• _What the exercise asks_:
Only the lines of the data holding the string "kind" need to be returned.

• _Dataset records_:
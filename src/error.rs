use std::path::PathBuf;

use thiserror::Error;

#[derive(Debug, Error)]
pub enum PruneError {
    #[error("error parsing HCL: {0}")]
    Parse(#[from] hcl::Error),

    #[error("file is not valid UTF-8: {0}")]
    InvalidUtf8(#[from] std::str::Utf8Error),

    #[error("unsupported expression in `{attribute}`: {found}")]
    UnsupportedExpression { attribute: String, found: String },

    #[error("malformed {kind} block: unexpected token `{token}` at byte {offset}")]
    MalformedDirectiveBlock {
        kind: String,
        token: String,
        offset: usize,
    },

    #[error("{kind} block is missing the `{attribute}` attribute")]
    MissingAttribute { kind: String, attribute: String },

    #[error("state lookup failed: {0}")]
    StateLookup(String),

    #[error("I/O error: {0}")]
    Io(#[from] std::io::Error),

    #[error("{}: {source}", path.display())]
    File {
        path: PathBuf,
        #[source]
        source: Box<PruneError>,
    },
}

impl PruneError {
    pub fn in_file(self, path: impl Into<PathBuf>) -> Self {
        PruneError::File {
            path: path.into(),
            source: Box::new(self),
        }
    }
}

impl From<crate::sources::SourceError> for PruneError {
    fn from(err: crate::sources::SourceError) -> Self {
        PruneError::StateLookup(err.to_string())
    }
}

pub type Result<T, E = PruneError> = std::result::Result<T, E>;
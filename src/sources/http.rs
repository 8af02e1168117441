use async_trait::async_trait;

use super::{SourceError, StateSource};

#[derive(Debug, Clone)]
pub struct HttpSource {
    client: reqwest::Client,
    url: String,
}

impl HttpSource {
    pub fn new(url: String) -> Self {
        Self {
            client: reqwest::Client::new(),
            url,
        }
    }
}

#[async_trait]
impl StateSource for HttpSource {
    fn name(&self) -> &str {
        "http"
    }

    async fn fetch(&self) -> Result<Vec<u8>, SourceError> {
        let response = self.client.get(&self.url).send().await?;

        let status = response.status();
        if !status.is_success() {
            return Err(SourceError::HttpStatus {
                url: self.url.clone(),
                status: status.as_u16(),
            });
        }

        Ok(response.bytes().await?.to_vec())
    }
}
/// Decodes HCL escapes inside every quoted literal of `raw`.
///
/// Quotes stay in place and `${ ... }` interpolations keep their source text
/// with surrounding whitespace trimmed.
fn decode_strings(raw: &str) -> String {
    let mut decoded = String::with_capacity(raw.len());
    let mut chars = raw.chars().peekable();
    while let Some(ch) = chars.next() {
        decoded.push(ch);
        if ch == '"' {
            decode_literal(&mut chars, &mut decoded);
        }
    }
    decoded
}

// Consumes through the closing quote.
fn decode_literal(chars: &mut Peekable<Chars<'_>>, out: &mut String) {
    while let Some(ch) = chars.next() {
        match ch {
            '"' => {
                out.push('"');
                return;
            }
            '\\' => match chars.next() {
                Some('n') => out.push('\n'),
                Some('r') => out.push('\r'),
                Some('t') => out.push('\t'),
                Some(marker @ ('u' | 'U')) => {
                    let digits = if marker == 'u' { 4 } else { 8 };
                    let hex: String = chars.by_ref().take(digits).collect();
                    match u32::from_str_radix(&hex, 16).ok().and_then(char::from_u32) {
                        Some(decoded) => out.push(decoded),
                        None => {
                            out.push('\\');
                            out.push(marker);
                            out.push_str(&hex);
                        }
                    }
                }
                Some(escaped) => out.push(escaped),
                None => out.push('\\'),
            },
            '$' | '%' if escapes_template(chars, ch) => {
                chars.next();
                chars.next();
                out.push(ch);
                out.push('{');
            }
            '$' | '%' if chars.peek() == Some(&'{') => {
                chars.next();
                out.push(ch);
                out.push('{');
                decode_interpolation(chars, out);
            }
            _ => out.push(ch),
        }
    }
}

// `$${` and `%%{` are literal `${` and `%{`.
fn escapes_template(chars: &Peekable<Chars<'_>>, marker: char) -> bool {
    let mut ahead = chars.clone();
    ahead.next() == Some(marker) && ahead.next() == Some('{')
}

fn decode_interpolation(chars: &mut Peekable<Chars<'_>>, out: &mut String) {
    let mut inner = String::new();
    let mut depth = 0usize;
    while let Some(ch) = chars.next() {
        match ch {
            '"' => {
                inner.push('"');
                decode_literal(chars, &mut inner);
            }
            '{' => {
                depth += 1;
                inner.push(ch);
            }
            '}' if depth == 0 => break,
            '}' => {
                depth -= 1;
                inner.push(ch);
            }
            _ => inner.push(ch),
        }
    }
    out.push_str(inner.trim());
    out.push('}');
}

• _Exercise answer_:
    #[error("malformed {kind} block: unexpected token `{token}` at byte {offset}")]
        kind: String,
    #[error("{kind} block is missing the `{attribute}` attribute")]
    MissingAttribute { kind: String, attribute: String },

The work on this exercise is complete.